● **PROVIDED INFORMATION**:
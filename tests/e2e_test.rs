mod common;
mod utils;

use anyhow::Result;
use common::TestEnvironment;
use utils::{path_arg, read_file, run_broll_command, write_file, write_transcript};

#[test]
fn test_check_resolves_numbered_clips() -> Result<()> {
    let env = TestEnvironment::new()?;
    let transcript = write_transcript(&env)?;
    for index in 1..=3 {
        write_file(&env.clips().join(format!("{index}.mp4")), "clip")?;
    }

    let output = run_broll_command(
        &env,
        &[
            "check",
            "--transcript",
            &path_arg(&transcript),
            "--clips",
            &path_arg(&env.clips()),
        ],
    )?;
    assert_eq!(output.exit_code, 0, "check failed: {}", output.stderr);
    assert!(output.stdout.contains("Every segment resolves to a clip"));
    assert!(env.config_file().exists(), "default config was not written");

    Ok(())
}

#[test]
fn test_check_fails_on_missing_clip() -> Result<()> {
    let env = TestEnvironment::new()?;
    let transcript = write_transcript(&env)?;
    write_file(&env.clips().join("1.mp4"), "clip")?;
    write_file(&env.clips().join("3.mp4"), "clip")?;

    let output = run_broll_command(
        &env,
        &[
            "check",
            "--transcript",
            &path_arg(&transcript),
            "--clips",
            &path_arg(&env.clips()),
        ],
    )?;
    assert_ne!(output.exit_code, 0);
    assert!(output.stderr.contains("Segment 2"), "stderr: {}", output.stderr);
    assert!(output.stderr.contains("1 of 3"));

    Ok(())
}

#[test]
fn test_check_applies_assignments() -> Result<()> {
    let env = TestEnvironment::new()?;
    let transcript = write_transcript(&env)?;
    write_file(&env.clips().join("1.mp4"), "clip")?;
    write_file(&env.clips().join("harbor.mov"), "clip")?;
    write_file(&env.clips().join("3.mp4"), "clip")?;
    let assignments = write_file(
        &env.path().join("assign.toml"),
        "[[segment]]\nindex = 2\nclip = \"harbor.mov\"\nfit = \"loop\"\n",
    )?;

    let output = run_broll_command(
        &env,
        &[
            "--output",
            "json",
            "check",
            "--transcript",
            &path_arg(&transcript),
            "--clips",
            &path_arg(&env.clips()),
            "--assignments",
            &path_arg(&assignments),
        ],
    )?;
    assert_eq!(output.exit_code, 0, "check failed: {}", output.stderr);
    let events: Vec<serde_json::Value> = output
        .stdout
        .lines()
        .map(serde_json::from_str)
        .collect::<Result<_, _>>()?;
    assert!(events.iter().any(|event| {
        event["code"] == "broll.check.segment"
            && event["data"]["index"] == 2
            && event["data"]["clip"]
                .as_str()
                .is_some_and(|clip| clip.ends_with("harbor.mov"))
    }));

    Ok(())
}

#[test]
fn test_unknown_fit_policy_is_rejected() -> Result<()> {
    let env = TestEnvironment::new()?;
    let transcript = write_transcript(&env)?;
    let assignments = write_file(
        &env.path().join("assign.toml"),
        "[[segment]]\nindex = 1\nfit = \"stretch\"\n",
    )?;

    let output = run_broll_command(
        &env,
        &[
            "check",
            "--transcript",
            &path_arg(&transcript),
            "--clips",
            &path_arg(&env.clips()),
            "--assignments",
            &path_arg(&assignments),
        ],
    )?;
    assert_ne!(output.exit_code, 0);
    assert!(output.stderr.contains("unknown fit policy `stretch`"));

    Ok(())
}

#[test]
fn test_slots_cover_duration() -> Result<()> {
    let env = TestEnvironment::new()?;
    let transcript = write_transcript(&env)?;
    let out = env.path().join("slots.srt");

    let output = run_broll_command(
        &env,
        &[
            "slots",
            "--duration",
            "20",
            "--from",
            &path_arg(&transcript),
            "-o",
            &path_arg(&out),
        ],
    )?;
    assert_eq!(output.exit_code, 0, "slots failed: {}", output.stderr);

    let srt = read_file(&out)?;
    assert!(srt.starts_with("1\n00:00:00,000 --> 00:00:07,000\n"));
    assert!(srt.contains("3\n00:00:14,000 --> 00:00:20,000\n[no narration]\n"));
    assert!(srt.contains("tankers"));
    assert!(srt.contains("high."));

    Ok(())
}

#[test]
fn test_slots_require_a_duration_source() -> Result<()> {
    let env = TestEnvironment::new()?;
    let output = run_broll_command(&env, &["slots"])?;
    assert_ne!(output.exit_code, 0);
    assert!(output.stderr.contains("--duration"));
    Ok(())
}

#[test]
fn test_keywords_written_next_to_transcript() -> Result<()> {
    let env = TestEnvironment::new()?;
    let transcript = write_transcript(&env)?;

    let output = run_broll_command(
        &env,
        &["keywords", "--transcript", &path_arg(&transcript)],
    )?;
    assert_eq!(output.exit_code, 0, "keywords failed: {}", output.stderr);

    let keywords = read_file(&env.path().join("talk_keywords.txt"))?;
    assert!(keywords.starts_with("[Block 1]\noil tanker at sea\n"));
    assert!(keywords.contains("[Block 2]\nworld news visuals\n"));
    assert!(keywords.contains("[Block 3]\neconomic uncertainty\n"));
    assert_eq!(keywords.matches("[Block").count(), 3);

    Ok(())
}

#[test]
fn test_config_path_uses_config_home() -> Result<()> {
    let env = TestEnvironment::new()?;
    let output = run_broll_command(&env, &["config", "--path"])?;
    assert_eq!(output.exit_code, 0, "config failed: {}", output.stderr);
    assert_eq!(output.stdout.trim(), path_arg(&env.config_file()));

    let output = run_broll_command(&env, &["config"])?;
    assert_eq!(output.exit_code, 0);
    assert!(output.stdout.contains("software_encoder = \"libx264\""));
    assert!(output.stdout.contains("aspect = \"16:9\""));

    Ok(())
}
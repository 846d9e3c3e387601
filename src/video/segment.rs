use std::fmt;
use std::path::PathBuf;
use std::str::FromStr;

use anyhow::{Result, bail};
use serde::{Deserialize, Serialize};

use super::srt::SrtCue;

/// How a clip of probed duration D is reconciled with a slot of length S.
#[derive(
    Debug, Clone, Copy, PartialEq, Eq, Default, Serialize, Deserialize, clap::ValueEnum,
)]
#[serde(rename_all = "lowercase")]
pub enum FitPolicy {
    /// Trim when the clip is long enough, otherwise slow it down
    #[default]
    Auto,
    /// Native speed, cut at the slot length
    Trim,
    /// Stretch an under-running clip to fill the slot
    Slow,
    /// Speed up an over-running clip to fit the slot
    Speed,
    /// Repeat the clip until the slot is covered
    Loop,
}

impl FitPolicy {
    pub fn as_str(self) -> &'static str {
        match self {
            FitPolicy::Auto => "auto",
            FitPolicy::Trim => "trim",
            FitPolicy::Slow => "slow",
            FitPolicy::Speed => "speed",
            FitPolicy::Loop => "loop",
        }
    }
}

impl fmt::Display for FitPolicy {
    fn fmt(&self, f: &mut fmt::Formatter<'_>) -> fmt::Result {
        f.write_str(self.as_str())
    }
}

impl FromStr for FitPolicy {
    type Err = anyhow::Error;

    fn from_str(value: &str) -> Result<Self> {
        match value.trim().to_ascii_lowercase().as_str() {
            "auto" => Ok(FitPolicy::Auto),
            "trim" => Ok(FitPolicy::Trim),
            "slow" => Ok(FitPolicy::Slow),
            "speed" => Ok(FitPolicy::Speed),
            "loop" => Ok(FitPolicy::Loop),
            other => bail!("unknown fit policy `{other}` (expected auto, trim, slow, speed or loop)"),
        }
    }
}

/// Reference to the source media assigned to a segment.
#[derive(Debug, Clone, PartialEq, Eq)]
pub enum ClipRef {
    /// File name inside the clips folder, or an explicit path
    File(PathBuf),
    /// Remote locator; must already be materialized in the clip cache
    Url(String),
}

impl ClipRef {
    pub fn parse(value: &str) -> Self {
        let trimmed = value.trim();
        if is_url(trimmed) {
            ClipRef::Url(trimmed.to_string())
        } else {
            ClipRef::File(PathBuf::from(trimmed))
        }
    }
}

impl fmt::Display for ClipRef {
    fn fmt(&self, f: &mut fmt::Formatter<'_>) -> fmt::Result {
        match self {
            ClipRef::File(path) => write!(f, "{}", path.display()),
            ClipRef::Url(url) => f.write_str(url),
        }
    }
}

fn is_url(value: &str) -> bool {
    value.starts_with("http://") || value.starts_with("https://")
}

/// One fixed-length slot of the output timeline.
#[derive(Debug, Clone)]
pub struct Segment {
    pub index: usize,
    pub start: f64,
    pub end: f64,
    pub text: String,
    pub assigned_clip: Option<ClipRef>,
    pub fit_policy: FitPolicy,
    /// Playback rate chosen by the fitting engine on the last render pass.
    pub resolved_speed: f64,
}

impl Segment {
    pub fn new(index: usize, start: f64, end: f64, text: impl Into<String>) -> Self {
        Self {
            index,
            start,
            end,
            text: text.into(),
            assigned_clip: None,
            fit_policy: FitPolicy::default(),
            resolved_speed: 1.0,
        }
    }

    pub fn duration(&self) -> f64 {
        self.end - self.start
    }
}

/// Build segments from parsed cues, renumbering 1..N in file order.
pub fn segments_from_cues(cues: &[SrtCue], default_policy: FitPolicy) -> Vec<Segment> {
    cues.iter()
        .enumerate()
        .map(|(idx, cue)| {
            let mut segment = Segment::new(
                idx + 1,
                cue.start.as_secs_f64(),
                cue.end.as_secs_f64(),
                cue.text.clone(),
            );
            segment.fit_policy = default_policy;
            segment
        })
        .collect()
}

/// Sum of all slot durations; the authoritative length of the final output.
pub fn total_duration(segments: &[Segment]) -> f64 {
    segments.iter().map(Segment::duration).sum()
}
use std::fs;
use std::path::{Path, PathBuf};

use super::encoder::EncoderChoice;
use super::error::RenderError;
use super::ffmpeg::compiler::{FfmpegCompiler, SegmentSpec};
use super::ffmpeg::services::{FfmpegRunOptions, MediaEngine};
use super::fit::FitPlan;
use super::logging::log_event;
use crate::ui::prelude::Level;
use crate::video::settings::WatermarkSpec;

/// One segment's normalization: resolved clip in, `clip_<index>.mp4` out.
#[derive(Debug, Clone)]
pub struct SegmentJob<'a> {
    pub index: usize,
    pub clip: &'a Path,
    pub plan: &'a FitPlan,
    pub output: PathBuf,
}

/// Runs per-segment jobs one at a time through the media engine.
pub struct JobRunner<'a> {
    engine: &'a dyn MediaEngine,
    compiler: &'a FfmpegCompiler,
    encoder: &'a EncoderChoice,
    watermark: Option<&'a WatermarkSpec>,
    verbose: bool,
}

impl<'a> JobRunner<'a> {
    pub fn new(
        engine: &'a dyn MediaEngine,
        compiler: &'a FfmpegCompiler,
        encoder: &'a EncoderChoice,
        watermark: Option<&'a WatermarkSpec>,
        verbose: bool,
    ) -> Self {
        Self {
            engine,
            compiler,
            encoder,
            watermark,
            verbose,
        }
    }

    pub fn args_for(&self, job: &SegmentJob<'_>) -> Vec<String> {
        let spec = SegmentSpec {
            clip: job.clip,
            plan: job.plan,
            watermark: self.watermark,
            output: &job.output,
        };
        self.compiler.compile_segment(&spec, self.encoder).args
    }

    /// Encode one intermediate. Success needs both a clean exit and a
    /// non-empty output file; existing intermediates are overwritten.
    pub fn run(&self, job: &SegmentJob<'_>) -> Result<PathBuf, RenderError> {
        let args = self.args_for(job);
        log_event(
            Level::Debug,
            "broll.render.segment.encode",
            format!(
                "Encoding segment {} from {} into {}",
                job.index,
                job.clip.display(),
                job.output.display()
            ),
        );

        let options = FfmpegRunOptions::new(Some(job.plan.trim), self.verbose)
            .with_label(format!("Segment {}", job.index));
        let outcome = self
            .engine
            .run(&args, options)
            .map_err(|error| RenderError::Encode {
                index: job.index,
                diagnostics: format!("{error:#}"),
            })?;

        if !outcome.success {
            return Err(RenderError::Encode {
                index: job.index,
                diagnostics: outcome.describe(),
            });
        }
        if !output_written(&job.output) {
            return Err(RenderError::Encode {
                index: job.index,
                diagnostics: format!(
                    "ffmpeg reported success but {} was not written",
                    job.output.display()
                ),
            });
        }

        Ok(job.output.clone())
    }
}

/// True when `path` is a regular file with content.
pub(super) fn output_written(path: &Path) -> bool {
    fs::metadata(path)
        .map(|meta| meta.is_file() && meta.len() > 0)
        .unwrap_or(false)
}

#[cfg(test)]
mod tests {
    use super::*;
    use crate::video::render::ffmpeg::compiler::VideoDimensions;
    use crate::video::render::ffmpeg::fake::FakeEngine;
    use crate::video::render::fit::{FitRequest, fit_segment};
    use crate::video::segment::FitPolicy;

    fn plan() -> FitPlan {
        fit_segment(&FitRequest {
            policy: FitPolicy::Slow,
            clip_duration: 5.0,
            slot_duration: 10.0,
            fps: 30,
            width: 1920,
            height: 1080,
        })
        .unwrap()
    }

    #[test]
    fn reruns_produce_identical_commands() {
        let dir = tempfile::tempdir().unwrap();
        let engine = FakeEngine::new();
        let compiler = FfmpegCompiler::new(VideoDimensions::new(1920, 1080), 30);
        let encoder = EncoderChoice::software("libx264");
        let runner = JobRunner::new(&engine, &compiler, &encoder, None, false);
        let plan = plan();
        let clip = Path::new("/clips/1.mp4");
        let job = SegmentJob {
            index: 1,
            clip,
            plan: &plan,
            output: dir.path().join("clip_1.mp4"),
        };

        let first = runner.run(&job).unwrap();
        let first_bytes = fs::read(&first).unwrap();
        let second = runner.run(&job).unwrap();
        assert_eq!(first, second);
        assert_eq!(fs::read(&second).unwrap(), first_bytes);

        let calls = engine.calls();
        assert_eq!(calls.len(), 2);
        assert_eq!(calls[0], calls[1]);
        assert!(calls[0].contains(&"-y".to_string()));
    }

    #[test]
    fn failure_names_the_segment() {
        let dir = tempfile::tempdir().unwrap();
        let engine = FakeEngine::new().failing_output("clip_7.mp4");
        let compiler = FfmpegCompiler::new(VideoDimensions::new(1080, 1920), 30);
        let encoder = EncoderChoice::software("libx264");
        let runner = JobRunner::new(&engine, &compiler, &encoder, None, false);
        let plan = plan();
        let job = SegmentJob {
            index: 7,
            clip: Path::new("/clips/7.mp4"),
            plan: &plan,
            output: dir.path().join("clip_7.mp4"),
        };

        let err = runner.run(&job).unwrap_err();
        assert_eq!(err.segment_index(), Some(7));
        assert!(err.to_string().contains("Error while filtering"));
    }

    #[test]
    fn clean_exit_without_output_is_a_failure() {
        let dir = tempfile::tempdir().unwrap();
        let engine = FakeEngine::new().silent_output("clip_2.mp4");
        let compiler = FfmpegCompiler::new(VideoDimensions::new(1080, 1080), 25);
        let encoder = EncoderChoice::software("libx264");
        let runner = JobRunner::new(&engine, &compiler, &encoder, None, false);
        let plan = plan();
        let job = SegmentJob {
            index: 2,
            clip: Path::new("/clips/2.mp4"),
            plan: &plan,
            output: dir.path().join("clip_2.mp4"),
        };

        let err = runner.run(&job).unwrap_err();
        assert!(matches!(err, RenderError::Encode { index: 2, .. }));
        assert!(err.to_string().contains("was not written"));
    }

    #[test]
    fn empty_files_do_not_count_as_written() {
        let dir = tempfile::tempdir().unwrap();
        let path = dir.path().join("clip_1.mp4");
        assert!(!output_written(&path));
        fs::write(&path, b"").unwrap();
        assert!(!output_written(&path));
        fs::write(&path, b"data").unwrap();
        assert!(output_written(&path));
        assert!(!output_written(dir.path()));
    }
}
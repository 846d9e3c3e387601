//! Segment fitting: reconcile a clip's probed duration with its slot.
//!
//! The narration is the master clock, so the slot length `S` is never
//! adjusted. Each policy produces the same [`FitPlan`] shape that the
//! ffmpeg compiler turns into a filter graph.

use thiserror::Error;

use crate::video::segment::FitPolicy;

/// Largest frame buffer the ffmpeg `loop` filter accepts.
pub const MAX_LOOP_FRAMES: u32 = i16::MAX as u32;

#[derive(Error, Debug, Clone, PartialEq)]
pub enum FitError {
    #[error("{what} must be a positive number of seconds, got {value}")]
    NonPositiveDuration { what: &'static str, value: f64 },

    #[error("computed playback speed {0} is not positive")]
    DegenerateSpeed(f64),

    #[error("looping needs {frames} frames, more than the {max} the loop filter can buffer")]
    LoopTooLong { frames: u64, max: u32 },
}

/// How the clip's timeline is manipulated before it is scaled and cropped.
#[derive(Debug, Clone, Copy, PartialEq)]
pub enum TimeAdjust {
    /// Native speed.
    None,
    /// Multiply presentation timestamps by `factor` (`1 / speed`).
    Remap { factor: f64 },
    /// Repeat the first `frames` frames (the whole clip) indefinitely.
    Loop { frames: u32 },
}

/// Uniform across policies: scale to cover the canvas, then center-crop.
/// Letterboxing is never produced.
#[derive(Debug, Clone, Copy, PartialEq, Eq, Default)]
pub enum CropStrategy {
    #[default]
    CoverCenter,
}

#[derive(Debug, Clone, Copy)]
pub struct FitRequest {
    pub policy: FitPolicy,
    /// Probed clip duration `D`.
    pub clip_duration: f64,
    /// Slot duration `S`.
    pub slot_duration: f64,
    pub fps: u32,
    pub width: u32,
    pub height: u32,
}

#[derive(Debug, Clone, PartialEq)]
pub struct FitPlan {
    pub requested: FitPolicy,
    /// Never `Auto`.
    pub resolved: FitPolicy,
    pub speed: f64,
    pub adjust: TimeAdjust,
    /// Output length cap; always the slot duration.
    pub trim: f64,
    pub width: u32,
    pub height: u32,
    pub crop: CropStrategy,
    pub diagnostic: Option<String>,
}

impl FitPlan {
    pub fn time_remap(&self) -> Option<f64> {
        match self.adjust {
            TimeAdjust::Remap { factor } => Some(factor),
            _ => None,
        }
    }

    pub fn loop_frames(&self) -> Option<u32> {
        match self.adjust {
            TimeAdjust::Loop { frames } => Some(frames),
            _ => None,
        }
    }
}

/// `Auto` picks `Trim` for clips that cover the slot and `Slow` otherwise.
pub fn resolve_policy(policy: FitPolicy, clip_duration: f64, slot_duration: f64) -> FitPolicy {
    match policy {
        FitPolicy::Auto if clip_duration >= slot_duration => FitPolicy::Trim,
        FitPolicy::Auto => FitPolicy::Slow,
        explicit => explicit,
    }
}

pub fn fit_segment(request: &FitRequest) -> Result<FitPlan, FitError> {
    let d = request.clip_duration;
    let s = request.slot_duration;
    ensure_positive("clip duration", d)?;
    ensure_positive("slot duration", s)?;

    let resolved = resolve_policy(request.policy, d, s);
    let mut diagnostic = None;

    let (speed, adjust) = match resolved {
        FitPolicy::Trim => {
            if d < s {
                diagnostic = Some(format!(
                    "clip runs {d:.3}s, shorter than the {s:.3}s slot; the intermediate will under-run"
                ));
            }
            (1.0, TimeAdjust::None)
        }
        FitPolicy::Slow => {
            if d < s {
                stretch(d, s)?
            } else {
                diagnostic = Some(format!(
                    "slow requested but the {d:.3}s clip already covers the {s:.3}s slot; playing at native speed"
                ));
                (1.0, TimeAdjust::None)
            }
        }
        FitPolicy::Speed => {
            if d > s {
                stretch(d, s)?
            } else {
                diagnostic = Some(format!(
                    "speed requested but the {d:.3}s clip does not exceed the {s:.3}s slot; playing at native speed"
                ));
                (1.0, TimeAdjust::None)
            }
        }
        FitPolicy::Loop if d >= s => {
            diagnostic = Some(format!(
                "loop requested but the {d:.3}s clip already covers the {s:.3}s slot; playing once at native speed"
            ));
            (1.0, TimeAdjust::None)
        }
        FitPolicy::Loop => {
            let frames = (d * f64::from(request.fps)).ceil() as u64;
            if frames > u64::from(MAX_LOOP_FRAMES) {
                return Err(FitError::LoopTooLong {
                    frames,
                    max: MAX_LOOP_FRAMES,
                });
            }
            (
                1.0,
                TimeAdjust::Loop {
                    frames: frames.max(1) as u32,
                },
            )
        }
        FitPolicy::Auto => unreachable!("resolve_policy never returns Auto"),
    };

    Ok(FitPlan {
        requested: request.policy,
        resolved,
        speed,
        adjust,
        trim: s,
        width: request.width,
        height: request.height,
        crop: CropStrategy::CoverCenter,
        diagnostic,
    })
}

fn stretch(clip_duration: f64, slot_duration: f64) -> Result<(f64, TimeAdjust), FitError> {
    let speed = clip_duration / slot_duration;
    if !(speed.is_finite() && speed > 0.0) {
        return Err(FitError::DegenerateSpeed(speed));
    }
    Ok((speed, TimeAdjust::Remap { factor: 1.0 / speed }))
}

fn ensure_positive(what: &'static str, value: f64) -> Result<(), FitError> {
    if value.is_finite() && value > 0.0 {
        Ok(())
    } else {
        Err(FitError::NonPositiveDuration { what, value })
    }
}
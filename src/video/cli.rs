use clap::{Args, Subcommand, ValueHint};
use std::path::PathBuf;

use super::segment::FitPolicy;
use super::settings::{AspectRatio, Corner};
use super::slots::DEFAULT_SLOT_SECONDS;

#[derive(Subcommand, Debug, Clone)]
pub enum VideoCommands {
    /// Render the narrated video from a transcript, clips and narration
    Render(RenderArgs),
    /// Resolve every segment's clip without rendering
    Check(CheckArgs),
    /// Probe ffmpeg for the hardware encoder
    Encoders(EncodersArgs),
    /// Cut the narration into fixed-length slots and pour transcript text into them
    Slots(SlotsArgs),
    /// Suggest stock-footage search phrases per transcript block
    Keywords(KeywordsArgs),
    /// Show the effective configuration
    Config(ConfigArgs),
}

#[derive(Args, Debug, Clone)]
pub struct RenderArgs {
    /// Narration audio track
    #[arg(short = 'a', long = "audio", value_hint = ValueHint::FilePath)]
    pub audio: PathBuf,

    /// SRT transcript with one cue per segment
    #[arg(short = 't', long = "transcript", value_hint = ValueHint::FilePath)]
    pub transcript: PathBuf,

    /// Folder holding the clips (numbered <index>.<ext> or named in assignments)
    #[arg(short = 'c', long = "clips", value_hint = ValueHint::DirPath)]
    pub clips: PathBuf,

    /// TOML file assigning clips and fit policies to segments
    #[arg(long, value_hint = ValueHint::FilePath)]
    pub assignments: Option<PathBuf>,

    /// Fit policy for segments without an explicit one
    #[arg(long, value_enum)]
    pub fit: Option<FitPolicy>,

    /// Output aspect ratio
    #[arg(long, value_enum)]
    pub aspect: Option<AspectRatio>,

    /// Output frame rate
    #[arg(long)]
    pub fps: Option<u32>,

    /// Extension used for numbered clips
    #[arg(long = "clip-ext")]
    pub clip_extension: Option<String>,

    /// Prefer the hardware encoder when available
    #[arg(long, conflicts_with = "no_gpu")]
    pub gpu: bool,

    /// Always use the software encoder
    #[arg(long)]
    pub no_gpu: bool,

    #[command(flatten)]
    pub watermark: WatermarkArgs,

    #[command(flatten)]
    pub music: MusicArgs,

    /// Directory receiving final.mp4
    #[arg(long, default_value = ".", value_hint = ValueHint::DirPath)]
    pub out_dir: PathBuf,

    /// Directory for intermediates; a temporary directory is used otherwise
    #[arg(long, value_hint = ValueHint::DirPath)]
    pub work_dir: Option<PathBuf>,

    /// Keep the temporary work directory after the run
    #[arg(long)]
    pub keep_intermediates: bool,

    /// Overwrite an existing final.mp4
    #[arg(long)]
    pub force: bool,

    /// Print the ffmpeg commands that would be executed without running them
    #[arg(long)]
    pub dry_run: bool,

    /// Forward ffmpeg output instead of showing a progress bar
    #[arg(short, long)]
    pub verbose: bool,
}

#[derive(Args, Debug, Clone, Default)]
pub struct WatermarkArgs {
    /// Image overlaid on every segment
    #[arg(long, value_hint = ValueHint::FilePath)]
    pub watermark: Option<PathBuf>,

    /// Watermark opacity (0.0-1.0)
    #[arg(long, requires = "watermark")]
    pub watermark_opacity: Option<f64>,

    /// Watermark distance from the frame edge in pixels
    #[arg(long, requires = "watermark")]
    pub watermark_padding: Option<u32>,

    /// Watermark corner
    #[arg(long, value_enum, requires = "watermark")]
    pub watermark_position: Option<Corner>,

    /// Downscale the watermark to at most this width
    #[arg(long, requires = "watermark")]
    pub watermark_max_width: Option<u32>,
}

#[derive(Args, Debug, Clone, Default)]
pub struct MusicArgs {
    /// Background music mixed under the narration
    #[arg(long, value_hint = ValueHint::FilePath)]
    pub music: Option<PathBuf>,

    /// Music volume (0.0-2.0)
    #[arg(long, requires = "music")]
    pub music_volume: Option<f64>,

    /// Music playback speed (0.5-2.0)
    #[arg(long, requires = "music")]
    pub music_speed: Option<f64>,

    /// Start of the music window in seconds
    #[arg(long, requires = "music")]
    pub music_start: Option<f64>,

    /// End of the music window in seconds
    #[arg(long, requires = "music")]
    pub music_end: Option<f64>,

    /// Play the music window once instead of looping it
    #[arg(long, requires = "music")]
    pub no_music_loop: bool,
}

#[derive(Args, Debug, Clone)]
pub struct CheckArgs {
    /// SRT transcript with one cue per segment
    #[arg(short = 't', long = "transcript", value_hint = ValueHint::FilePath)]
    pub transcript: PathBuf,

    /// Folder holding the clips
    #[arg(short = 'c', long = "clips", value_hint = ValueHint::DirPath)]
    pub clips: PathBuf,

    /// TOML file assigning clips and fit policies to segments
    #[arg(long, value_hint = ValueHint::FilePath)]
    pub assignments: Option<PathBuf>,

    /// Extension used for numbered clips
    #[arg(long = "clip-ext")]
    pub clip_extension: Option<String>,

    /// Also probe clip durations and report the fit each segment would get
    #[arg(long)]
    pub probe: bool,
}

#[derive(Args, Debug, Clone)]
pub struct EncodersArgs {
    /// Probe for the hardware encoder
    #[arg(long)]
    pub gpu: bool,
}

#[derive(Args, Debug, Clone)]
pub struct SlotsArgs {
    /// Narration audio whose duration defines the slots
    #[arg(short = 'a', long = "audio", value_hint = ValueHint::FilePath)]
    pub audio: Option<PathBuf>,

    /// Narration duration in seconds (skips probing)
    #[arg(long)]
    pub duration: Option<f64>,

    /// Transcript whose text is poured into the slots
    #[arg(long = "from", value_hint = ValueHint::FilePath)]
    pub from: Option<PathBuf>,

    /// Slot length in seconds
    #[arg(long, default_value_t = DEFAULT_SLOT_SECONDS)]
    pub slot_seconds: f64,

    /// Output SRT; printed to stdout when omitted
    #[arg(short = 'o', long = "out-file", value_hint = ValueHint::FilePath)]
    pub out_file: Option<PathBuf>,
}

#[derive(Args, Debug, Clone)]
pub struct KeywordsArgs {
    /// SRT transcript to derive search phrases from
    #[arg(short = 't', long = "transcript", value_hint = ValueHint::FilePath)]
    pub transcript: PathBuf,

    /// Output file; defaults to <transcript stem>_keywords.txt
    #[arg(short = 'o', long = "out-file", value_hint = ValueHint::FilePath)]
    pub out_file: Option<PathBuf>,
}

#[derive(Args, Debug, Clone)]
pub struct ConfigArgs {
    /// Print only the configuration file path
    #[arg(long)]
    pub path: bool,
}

● **INSTRUCTIONS TO FOLLOW**: Find the lines above holding the word "that" and show them.

● **SOLVED EXERCISE**:
//! adjusted. Each policy produces the same [`FitPlan`] shape that the
/// `Auto` picks `Trim` for clips that cover the slot and `Slow` otherwise.
    /// Print the ffmpeg commands that would be executed without running them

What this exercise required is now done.